▶ HOW TO COMPLETE THIS TASK:
Scan the entries for the word "SessionEvents" and return every line that has it.

▶ SOURCE RECORDS:
<<<<

//! Ping/pong bookkeeping and round-trip aggregation
//!
//! A [`ProbeState`] lives inside a measuring session. It hands out strictly
//! increasing sequence numbers, remembers when each ping left, and turns
//! matching pongs into round-trip samples. Pongs are matched by sequence
//! number only, so reordering on the channel is harmless.

use std::collections::HashMap;
use tokio::time::Instant;

use crate::protocol::ProbeMessage;

/// Aggregate of one finished measurement
#[derive(Debug, Clone, Copy, PartialEq)]
pub struct MeasurementSummary {
    /// Mean round trip, rounded, never below 1 ms
    pub ping: u32,
    /// Mean absolute difference between consecutive samples, rounded
    pub jitter: u32,
    /// Unrounded jitter, used for the stability verdict
    pub jitter_ms: f64,
    pub is_unstable: bool,
    pub sample_count: usize,
}

/// Mean absolute difference of consecutive samples (0 for fewer than two)
pub fn compute_jitter(samples: &[f64]) -> f64 {
    if samples.len() < 2 {
        return 0.0;
    }
    let total: f64 = samples.windows(2).map(|w| (w[1] - w[0]).abs()).sum();
    total / (samples.len() - 1) as f64
}

/// Aggregate samples; `None` when there are none (a failure, not 0 ms)
pub fn summarize(samples: &[f64], unstable_jitter_ms: f64) -> Option<MeasurementSummary> {
    if samples.is_empty() {
        return None;
    }
    let mean = samples.iter().sum::<f64>() / samples.len() as f64;
    let jitter_ms = compute_jitter(samples);
    Some(MeasurementSummary {
        ping: (mean.round() as u32).max(1),
        jitter: jitter_ms.round() as u32,
        jitter_ms,
        is_unstable: jitter_ms >= unstable_jitter_ms,
        sample_count: samples.len(),
    })
}

/// In-flight ping/pong exchange for one session
#[derive(Debug)]
pub struct ProbeState {
    /// Reference point for the `time` field carried in pings
    origin: Instant,
    sent: u32,
    awaiting: HashMap<u32, Instant>,
    samples: Vec<f64>,
}

impl ProbeState {
    pub fn new(origin: Instant) -> Self {
        Self {
            origin,
            sent: 0,
            awaiting: HashMap::new(),
            samples: Vec::new(),
        }
    }

    /// Allocate the next ping and remember its send time
    pub fn next_ping(&mut self, now: Instant) -> ProbeMessage {
        self.sent += 1;
        let seq = self.sent;
        self.awaiting.insert(seq, now);
        ProbeMessage::Ping {
            seq,
            time: now.duration_since(self.origin).as_secs_f64() * 1000.0,
        }
    }

    /// Match a pong; unknown or duplicate sequence numbers yield `None`
    pub fn record_pong(&mut self, seq: u32, now: Instant) -> Option<f64> {
        let sent_at = self.awaiting.remove(&seq)?;
        let rtt = now.duration_since(sent_at).as_secs_f64() * 1000.0;
        if !rtt.is_finite() {
            return None;
        }
        self.samples.push(rtt);
        Some(rtt)
    }

    pub fn sent(&self) -> u32 {
        self.sent
    }

    pub fn outstanding(&self) -> usize {
        self.awaiting.len()
    }

    pub fn samples(&self) -> &[f64] {
        &self.samples
    }

    /// Enough samples are in and nothing is still in flight
    pub fn can_finalize_early(&self, min_samples: usize) -> bool {
        self.samples.len() >= min_samples && self.awaiting.is_empty()
    }
}

#[cfg(test)]
mod tests {
    use super::*;
    use std::time::Duration;

    #[test]
    fn test_summary_of_steady_link() {
        let summary = summarize(&[10.0, 12.0, 11.0], 6.0).unwrap();
        assert_eq!(summary.ping, 11);
        assert!((summary.jitter_ms - 1.5).abs() < f64::EPSILON);
        assert_eq!(summary.jitter, 2);
        assert!(!summary.is_unstable);
        assert_eq!(summary.sample_count, 3);
    }

    #[test]
    fn test_summary_of_unstable_link() {
        let summary = summarize(&[5.0, 40.0, 6.0], 6.0).unwrap();
        assert!((summary.jitter_ms - 34.5).abs() < f64::EPSILON);
        assert!(summary.is_unstable);
        assert_eq!(summary.ping, 17);
    }

    #[test]
    fn test_threshold_is_inclusive() {
        let summary = summarize(&[10.0, 16.0], 6.0).unwrap();
        assert!(summary.is_unstable);
    }

    #[test]
    fn test_ping_floor_is_one() {
        let summary = summarize(&[0.2, 0.3], 6.0).unwrap();
        assert_eq!(summary.ping, 1);
    }

    #[test]
    fn test_no_samples_is_no_summary() {
        assert!(summarize(&[], 6.0).is_none());
    }

    #[test]
    fn test_single_sample_has_zero_jitter() {
        assert_eq!(compute_jitter(&[42.0]), 0.0);
        let summary = summarize(&[42.0], 6.0).unwrap();
        assert_eq!(summary.jitter, 0);
        assert!(!summary.is_unstable);
    }

    #[tokio::test(start_paused = true)]
    async fn test_pong_matching() {
        let origin = Instant::now();
        let mut probe = ProbeState::new(origin);

        let first = probe.next_ping(Instant::now());
        assert!(matches!(first, ProbeMessage::Ping { seq: 1, .. }));
        tokio::time::advance(Duration::from_millis(5)).await;
        let second = probe.next_ping(Instant::now());
        assert!(matches!(second, ProbeMessage::Ping { seq: 2, .. }));
        assert_eq!(probe.outstanding(), 2);

        tokio::time::advance(Duration::from_millis(20)).await;
        // Out of order delivery
        let rtt2 = probe.record_pong(2, Instant::now()).unwrap();
        let rtt1 = probe.record_pong(1, Instant::now()).unwrap();
        assert!((rtt2 - 20.0).abs() < 1e-6);
        assert!((rtt1 - 25.0).abs() < 1e-6);

        // Duplicate and unknown
        assert!(probe.record_pong(1, Instant::now()).is_none());
        assert!(probe.record_pong(99, Instant::now()).is_none());
        assert_eq!(probe.samples().len(), 2);
        assert_eq!(probe.outstanding(), 0);
    }

    #[tokio::test(start_paused = true)]
    async fn test_early_finalize_needs_quiet_channel() {
        let mut probe = ProbeState::new(Instant::now());
        for _ in 0..3 {
            probe.next_ping(Instant::now());
        }
        probe.next_ping(Instant::now());
        for seq in 1..=3 {
            probe.record_pong(seq, Instant::now());
        }
        assert!(!probe.can_finalize_early(3));
        probe.record_pong(4, Instant::now());
        assert!(probe.can_finalize_early(3));
    }
}
//! Production WebRTC backend
//!
//! Wraps the webrtc crate to implement [`PeerConnectionFactory`]. Every
//! callback the crate exposes (ICE candidates, ICE state, incoming data
//! channels, channel open/message/close) is turned into a session event; no
//! measurement state lives here.

use async_trait::async_trait;
use std::sync::Arc;
use tracing::debug;

use crate::protocol::{IceCandidate, SdpKind, SessionDescription};
use crate::transport::{
    ConnectionRequest, IceConnectionState, PeerConnection, PeerConnectionFactory, ProbeChannel,
    SessionEvents, TransportError,
};
use crate::types::{LatencyConfig, DEFAULT_ICE_SERVERS, PROBE_CHANNEL_LABEL};

use webrtc::api::interceptor_registry::register_default_interceptors;
use webrtc::api::media_engine::MediaEngine;
use webrtc::api::APIBuilder;
use webrtc::data_channel::data_channel_init::RTCDataChannelInit;
use webrtc::data_channel::data_channel_message::DataChannelMessage;
use webrtc::data_channel::data_channel_state::RTCDataChannelState;
use webrtc::data_channel::RTCDataChannel;
use webrtc::ice::candidate::CandidatePairState;
use webrtc::ice_transport::ice_candidate::{RTCIceCandidate, RTCIceCandidateInit};
use webrtc::ice_transport::ice_connection_state::RTCIceConnectionState;
use webrtc::ice_transport::ice_server::RTCIceServer;
use webrtc::interceptor::registry::Registry;
use webrtc::peer_connection::configuration::RTCConfiguration;
use webrtc::peer_connection::sdp::session_description::RTCSessionDescription;
use webrtc::peer_connection::RTCPeerConnection;
use webrtc::stats::StatsReportType;

fn negotiation<E: std::fmt::Display>(e: E) -> TransportError {
    TransportError::Negotiation(e.to_string())
}

impl From<RTCIceConnectionState> for IceConnectionState {
    fn from(s: RTCIceConnectionState) -> Self {
        match s {
            RTCIceConnectionState::Checking => IceConnectionState::Checking,
            RTCIceConnectionState::Connected => IceConnectionState::Connected,
            RTCIceConnectionState::Completed => IceConnectionState::Completed,
            RTCIceConnectionState::Disconnected => IceConnectionState::Disconnected,
            RTCIceConnectionState::Failed => IceConnectionState::Failed,
            RTCIceConnectionState::Closed => IceConnectionState::Closed,
            _ => IceConnectionState::New,
        }
    }
}

/// Probe channel over an `RTCDataChannel`
struct WebRtcProbeChannel {
    dc: Arc<RTCDataChannel>,
}

impl WebRtcProbeChannel {
    /// Route the channel's callbacks into `events`
    fn bind(dc: Arc<RTCDataChannel>, events: SessionEvents) -> Arc<Self> {
        let ev = events.clone();
        dc.on_open(Box::new(move || {
            let ev = ev.clone();
            Box::pin(async move {
                ev.channel_open();
            })
        }));

        let ev = events.clone();
        dc.on_message(Box::new(move |msg: DataChannelMessage| {
            let ev = ev.clone();
            Box::pin(async move {
                match String::from_utf8(msg.data.to_vec()) {
                    Ok(text) => {
                        ev.channel_message(text);
                    }
                    Err(_) => debug!("[WebRTC] Ignoring non-text probe frame"),
                }
            })
        }));

        let ev = events;
        dc.on_close(Box::new(move || {
            let ev = ev.clone();
            Box::pin(async move {
                ev.channel_closed();
            })
        }));

        Arc::new(Self { dc })
    }
}

#[async_trait]
impl ProbeChannel for WebRtcProbeChannel {
    async fn send_text(&self, text: String) -> Result<(), TransportError> {
        self.dc
            .send_text(text)
            .await
            .map(|_| ())
            .map_err(|e| TransportError::SendFailed(e.to_string()))
    }

    fn is_open(&self) -> bool {
        self.dc.ready_state() == RTCDataChannelState::Open
    }

    async fn close(&self) {
        let _ = self.dc.close().await;
    }
}

/// One `RTCPeerConnection` bound to a session
struct WebRtcConnection {
    pc: Arc<RTCPeerConnection>,
    events: SessionEvents,
}

impl WebRtcConnection {
    fn wire(pc: &Arc<RTCPeerConnection>, events: &SessionEvents) {
        let ev = events.clone();
        pc.on_ice_candidate(Box::new(move |candidate: Option<RTCIceCandidate>| {
            let ev = ev.clone();
            Box::pin(async move {
                let Some(candidate) = candidate else {
                    return;
                };
                match candidate.to_json() {
                    Ok(init) => {
                        ev.local_candidate(IceCandidate {
                            candidate: init.candidate,
                            sdp_mid: init.sdp_mid,
                            sdp_m_line_index: init.sdp_mline_index,
                            username_fragment: init.username_fragment,
                        });
                    }
                    Err(e) => debug!("[WebRTC] Could not serialize candidate: {}", e),
                }
            })
        }));

        let ev = events.clone();
        pc.on_ice_connection_state_change(Box::new(move |s: RTCIceConnectionState| {
            let ev = ev.clone();
            Box::pin(async move {
                debug!("[WebRTC] ICE connection state: {}", s);
                ev.ice_state(s.into());
            })
        }));

        // Responder side: capture the initiator's probe channel
        let ev = events.clone();
        pc.on_data_channel(Box::new(move |dc: Arc<RTCDataChannel>| {
            let ev = ev.clone();
            Box::pin(async move {
                if dc.label() != PROBE_CHANNEL_LABEL {
                    debug!("[WebRTC] Ignoring data channel {}", dc.label());
                    return;
                }
                let already_open = dc.ready_state() == RTCDataChannelState::Open;
                let channel = WebRtcProbeChannel::bind(dc, ev.clone());
                ev.channel_accepted(channel);
                if already_open {
                    ev.channel_open();
                }
            })
        }));
    }

    /// Candidate type of the nominated, succeeded pair (remote side first)
    async fn selected_path_type(&self) -> Option<String> {
        let stats = self.pc.get_stats().await;
        let pair = stats.reports.values().find_map(|report| match report {
            StatsReportType::CandidatePair(pair)
                if pair.nominated && pair.state == CandidatePairState::Succeeded =>
            {
                Some(pair)
            }
            _ => None,
        })?;

        let candidate_type = |id: &str| match stats.reports.get(id) {
            Some(StatsReportType::RemoteCandidate(c))
            | Some(StatsReportType::LocalCandidate(c)) => Some(c.candidate_type.to_string()),
            _ => None,
        };
        candidate_type(&pair.remote_candidate_id)
            .or_else(|| candidate_type(&pair.local_candidate_id))
    }
}

#[async_trait]
impl PeerConnection for WebRtcConnection {
    async fn create_offer(&self) -> Result<SessionDescription, TransportError> {
        let offer = self.pc.create_offer(None).await.map_err(negotiation)?;
        self.pc
            .set_local_description(offer.clone())
            .await
            .map_err(negotiation)?;
        Ok(SessionDescription::offer(offer.sdp))
    }

    async fn create_answer(&self) -> Result<SessionDescription, TransportError> {
        let answer = self.pc.create_answer(None).await.map_err(negotiation)?;
        self.pc
            .set_local_description(answer.clone())
            .await
            .map_err(negotiation)?;
        Ok(SessionDescription::answer(answer.sdp))
    }

    async fn set_remote_description(&self, desc: SessionDescription) -> Result<(), TransportError> {
        let rtc = match desc.kind {
            SdpKind::Offer => RTCSessionDescription::offer(desc.sdp),
            SdpKind::Answer => RTCSessionDescription::answer(desc.sdp),
            SdpKind::Pranswer => RTCSessionDescription::pranswer(desc.sdp),
            SdpKind::Rollback => {
                return Err(TransportError::Negotiation(
                    "rollback is not supported".to_string(),
                ))
            }
        }
        .map_err(negotiation)?;
        self.pc
            .set_remote_description(rtc)
            .await
            .map_err(negotiation)
    }

    async fn add_ice_candidate(&self, candidate: IceCandidate) -> Result<(), TransportError> {
        let init = RTCIceCandidateInit {
            candidate: candidate.candidate,
            sdp_mid: candidate.sdp_mid,
            sdp_mline_index: candidate.sdp_m_line_index,
            username_fragment: candidate.username_fragment,
        };
        self.pc.add_ice_candidate(init).await.map_err(negotiation)
    }

    async fn create_probe_channel(&self) -> Result<Arc<dyn ProbeChannel>, TransportError> {
        let init = RTCDataChannelInit {
            ordered: Some(true),
            ..Default::default()
        };
        let dc = self
            .pc
            .create_data_channel(PROBE_CHANNEL_LABEL, Some(init))
            .await
            .map_err(|e| TransportError::ConnectionFailed(e.to_string()))?;
        Ok(WebRtcProbeChannel::bind(dc, self.events.clone()))
    }

    async fn network_path_type(&self) -> Option<String> {
        self.selected_path_type().await
    }

    async fn close(&self) {
        if let Err(e) = self.pc.close().await {
            debug!("[WebRTC] Error closing connection: {}", e);
        }
    }
}

/// Real WebRTC peer connection factory
pub struct WebRtcConnectionFactory {
    ice_servers: Vec<String>,
}

impl WebRtcConnectionFactory {
    pub fn new(ice_servers: Vec<String>) -> Self {
        Self { ice_servers }
    }

    pub fn from_config(config: &LatencyConfig) -> Self {
        Self::new(config.ice_servers.clone())
    }

    async fn create_connection(&self) -> Result<Arc<RTCPeerConnection>, TransportError> {
        let mut media_engine = MediaEngine::default();
        media_engine
            .register_default_codecs()
            .map_err(|e| TransportError::ConnectionFailed(e.to_string()))?;

        let mut registry = Registry::new();
        registry = register_default_interceptors(registry, &mut media_engine)
            .map_err(|e| TransportError::ConnectionFailed(e.to_string()))?;

        let api = APIBuilder::new()
            .with_media_engine(media_engine)
            .with_interceptor_registry(registry)
            .build();

        let config = RTCConfiguration {
            ice_servers: vec![RTCIceServer {
                urls: self.ice_servers.clone(),
                ..Default::default()
            }],
            ..Default::default()
        };

        api.new_peer_connection(config)
            .await
            .map(Arc::new)
            .map_err(|e| TransportError::ConnectionFailed(e.to_string()))
    }
}

impl Default for WebRtcConnectionFactory {
    fn default() -> Self {
        Self::new(DEFAULT_ICE_SERVERS.iter().map(|s| s.to_string()).collect())
    }
}

#[async_trait]
impl PeerConnectionFactory for WebRtcConnectionFactory {
    async fn create(
        &self,
        request: ConnectionRequest,
        events: SessionEvents,
    ) -> Result<Box<dyn PeerConnection>, TransportError> {
        let pc = self.create_connection().await?;
        WebRtcConnection::wire(&pc, &events);
        debug!(
            "[WebRTC] Created {} connection {} -> {}",
            request.direction, request.local_uid, request.target_uid
        );
        Ok(Box::new(WebRtcConnection { pc, events }))
    }
}

#[cfg(test)]
mod tests {
    use super::*;

    #[test]
    fn test_ice_state_mapping() {
        let failed: IceConnectionState = RTCIceConnectionState::Failed.into();
        assert!(failed.is_fatal());
        let disconnected: IceConnectionState = RTCIceConnectionState::Disconnected.into();
        assert!(disconnected.is_fatal());
        let connected: IceConnectionState = RTCIceConnectionState::Connected.into();
        assert!(!connected.is_fatal());
        let unspecified: IceConnectionState = RTCIceConnectionState::Unspecified.into();
        assert_eq!(unspecified, IceConnectionState::New);
    }

    #[test]
    fn test_factory_uses_configured_servers() {
        let mut config = LatencyConfig::default();
        config.ice_servers = vec!["stun:stun.example.org:3478".to_string()];
        let factory = WebRtcConnectionFactory::from_config(&config);
        assert_eq!(factory.ice_servers, vec!["stun:stun.example.org:3478"]);
    }
}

>>>>

▶ TASK ANSWER:
    SessionEvents, TransportError,
    fn bind(dc: Arc<RTCDataChannel>, events: SessionEvents) -> Arc<Self> {
    events: SessionEvents,
    fn wire(pc: &Arc<RTCPeerConnection>, events: &SessionEvents) {
        events: SessionEvents,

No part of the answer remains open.